Recipe: Slow Cooker Cheesecake

peach cheesecake02Another version of a peach cheesecake Image by babe_kl via Flickr



From Denny: This unusual method for baking a cheesecake really caught my eye today! Chef Sandra Lee from the Food Network has launched a new cost effective meals program called Sandra's Money Saving Meals.

This woman is stuffed full of personality AND she can cook well within a budget! Well, Louisiana food is all about the wallet and innovation. We often adopt smart ideas like the one presented today.

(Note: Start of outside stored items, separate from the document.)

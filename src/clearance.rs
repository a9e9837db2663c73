//! Whole-organ clearance from in-vitro intrinsic clearance

use std::fmt;
use std::str::FromStr;

use log::info;
use serde::{Deserialize, Serialize};

use crate::data::physiology::{PhysiologyProfile, Tissue};
use crate::PbtkError;

/// Axial dispersion number of the dispersion liver model
pub const DISPERSION_NUMBER: f64 = 0.17;

#[derive(Debug, Clone, Copy, PartialEq, Eq, Hash, Default, Serialize, Deserialize)]
pub enum HepaticModel {
    #[default]
    WellStirred,
    ParallelTube,
    Dispersion,
}

impl fmt::Display for HepaticModel {
    fn fmt(&self, f: &mut fmt::Formatter<'_>) -> fmt::Result {
        match self {
            HepaticModel::WellStirred => write!(f, "well-stirred"),
            HepaticModel::ParallelTube => write!(f, "parallel tube"),
            HepaticModel::Dispersion => write!(f, "dispersion"),
        }
    }
}

impl FromStr for HepaticModel {
    type Err = PbtkError;

    fn from_str(s: &str) -> Result<Self, Self::Err> {
        match s.trim().to_ascii_lowercase().replace(['_', '-', '.'], " ").as_str() {
            "well stirred" => Ok(HepaticModel::WellStirred),
            "parallel tube" => Ok(HepaticModel::ParallelTube),
            "dispersion" => Ok(HepaticModel::Dispersion),
            other => Err(PbtkError::domain(format!("unknown liver model '{}'", other))),
        }
    }
}

impl HepaticModel {
    /// Extraction ratio for a blood clearance : blood flow ratio
    pub fn extraction(&self, ratio: f64) -> f64 {
        match self {
            HepaticModel::WellStirred => ratio / (1.0 + ratio),
            HepaticModel::ParallelTube => 1.0 - (-ratio).exp(),
            HepaticModel::Dispersion => {
                let dn = DISPERSION_NUMBER;
                let a = (1.0 + 4.0 * dn * ratio).sqrt();
                let denominator = (1.0 + a).powi(2) * ((a - 1.0) / (2.0 * dn)).exp()
                    - (1.0 - a).powi(2) * (-(a + 1.0) / (2.0 * dn)).exp();
                1.0 - 4.0 * a / denominator
            }
        }
    }
}

/// Scale Clint (uL/min/10^6 hepatocytes) to whole-liver clearance (L/h/kg BW)
pub fn scale_clint(clint: f64, physiology: &PhysiologyProfile) -> Result<f64, PbtkError> {
    let liver_volume = physiology.tissue(Tissue::Liver)?.volume;
    Ok(clint
        * 1e-6
        * 60.0
        * physiology.hepatocellularity
        * physiology.liver_density
        * 1000.0
        * liver_volume)
}

/// Clint whose p-value exceeds `threshold` is indistinguishable from no metabolism
pub fn significant_clint(clint: f64, pvalue: Option<f64>, threshold: f64) -> f64 {
    match pvalue {
        Some(p) if p > threshold => {
            info!(
                "Clint {} has p-value {} above {}, treating as not metabolized",
                clint, p, threshold
            );
            0.0
        }
        _ => clint,
    }
}

/// Renal clearance by glomerular filtration of the unbound fraction
pub fn renal_clearance(gfr: f64, fup: f64) -> f64 {
    gfr * fup
}

/// Inputs of the liver models. Rates in L/h/kg BW.
#[derive(Debug, Clone, Copy, PartialEq, Serialize, Deserialize)]
pub struct HepaticClearanceInputs {
    /// Liver blood flow
    pub q_liver: f64,
    pub fup: f64,
    /// Scaled intrinsic clearance
    pub clint_scaled: f64,
    /// Pass 1 to disable the blood : plasma correction
    pub rblood2plasma: f64,
    pub restrictive: bool,
    pub model: HepaticModel,
}

impl HepaticClearanceInputs {
    fn blood_clearance(&self) -> Result<f64, PbtkError> {
        if self.q_liver.is_nan() || self.q_liver <= 0.0 {
            return Err(PbtkError::domain(format!(
                "liver blood flow must be positive, got {}",
                self.q_liver
            )));
        }
        if self.rblood2plasma.is_nan() || self.rblood2plasma <= 0.0 {
            return Err(PbtkError::domain(format!(
                "Rblood2plasma must be positive, got {}",
                self.rblood2plasma
            )));
        }
        let fu = if self.restrictive { self.fup } else { 1.0 };
        Ok(fu * self.clint_scaled / self.rblood2plasma)
    }

    pub fn extraction(&self) -> Result<f64, PbtkError> {
        let cl_b = self.blood_clearance()?;
        Ok(self.model.extraction(cl_b / self.q_liver))
    }

    /// Hepatic clearance referenced to plasma concentration
    pub fn clearance(&self) -> Result<f64, PbtkError> {
        Ok(self.rblood2plasma * self.q_liver * self.extraction()?)
    }

    /// Fraction escaping first-pass hepatic extraction
    pub fn bioavailability(&self) -> Result<f64, PbtkError> {
        Ok(1.0 - self.extraction()?)
    }
}

/// Hepatic clearance (L/h/kg BW, plasma referenced)
pub fn calc_hepatic_clearance(inputs: &HepaticClearanceInputs) -> Result<f64, PbtkError> {
    inputs.clearance()
}

pub fn calc_hepatic_bioavailability(inputs: &HepaticClearanceInputs) -> Result<f64, PbtkError> {
    inputs.bioavailability()
}

#[cfg(test)]
mod tests {
    use super::*;
    use crate::data::physiology::Species;
    use approx::assert_relative_eq;

    fn inputs(restrictive: bool, model: HepaticModel) -> HepaticClearanceInputs {
        HepaticClearanceInputs {
            q_liver: 1.2,
            fup: 0.2,
            clint_scaled: 3.0,
            rblood2plasma: 0.9,
            restrictive,
            model,
        }
    }

    #[test]
    fn well_stirred_matches_closed_form() {
        let i = inputs(true, HepaticModel::WellStirred);
        let expected = i.q_liver * i.fup * i.clint_scaled
            / (i.q_liver + i.fup * i.clint_scaled / i.rblood2plasma);
        assert_relative_eq!(i.clearance().unwrap(), expected, epsilon = 1e-12);
        assert_relative_eq!(
            i.bioavailability().unwrap(),
            i.q_liver / (i.q_liver + i.fup * i.clint_scaled / i.rblood2plasma),
            epsilon = 1e-12
        );
    }

    #[test]
    fn without_blood_correction_rblood2plasma_is_one() {
        let mut i = inputs(true, HepaticModel::WellStirred);
        i.rblood2plasma = 1.0;
        let expected =
            i.q_liver * i.fup * i.clint_scaled / (i.q_liver + i.fup * i.clint_scaled);
        assert_relative_eq!(i.clearance().unwrap(), expected, epsilon = 1e-12);
    }

    #[test]
    fn non_restrictive_clearance_is_never_lower() {
        for model in [
            HepaticModel::WellStirred,
            HepaticModel::ParallelTube,
            HepaticModel::Dispersion,
        ] {
            for fup in [0.001, 0.05, 0.5, 0.99] {
                let mut r = inputs(true, model);
                r.fup = fup;
                let mut n = r;
                n.restrictive = false;
                assert!(n.clearance().unwrap() >= r.clearance().unwrap());
            }
        }
    }

    #[test]
    fn liver_models_are_ordered() {
        // For the same clearance ratio: well-stirred <= dispersion <= parallel tube
        for ratio in [0.1, 1.0, 5.0] {
            let ws = HepaticModel::WellStirred.extraction(ratio);
            let d = HepaticModel::Dispersion.extraction(ratio);
            let pt = HepaticModel::ParallelTube.extraction(ratio);
            assert!(ws <= d + 1e-12 && d <= pt + 1e-12, "{} {} {}", ws, d, pt);
        }
        assert_relative_eq!(HepaticModel::Dispersion.extraction(0.0), 0.0, epsilon = 1e-12);
    }

    #[test]
    fn high_pvalue_clint_is_zero() {
        assert_eq!(significant_clint(10.0, Some(0.2), 0.05), 0.0);
        assert_eq!(significant_clint(10.0, Some(0.01), 0.05), 10.0);
        assert_eq!(significant_clint(10.0, None, 0.05), 10.0);
    }

    #[test]
    fn clint_scaling_uses_liver_physiology() {
        let human = PhysiologyProfile::reference(Species::Human).unwrap();
        let scaled = scale_clint(1.0, &human).unwrap();
        let expected = 1e-6 * 60.0 * 110.0 * 1.05 * 1000.0 * 0.0245;
        assert_relative_eq!(scaled, expected, epsilon = 1e-12);
    }

    #[test]
    fn zero_liver_flow_is_rejected() {
        let mut i = inputs(true, HepaticModel::WellStirred);
        i.q_liver = 0.0;
        assert!(matches!(i.clearance(), Err(PbtkError::Domain(_))));
    }
}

We sure love our cheesecake in this state as one version or another in on restaurant menus from diner to sophisticate. Give this one a try and save on your electricity as a slow cooker generally costs about three cents an hour to operate as opposed to a full oven for much more. Definitely more "green." Hope you enjoy!


Slow Cooker Cheesecake

Prep Time: 10 min
Inactive Prep Time: 1 hr 0 min
Cook Time: 1 hr 30 min
Level: Easy
Serves: 8 servings


Ingredients For Cheesecake:

1 (15-ounce) container ricotta

3/4 cup sugar

3 eggs

1 teaspoon vanilla extract

1 orange, zested

Pinch salt

1 (9-inch) prepared graham cracker crust


For Topping:

1 (15-ounce) can peaches, juice reserved and peaches chopped

1 orange, juiced

2 teaspoons cornstarch

1 tablespoon sugar

Pinch salt


Directions For Cheesecake:

Puree ricotta in a food processor until smooth. Scraping down the sides. Add the sugar and puree for approximately 1 minute so that it is not grainy. Add the eggs, vanilla, orange zest and salt. Puree until smooth and combined.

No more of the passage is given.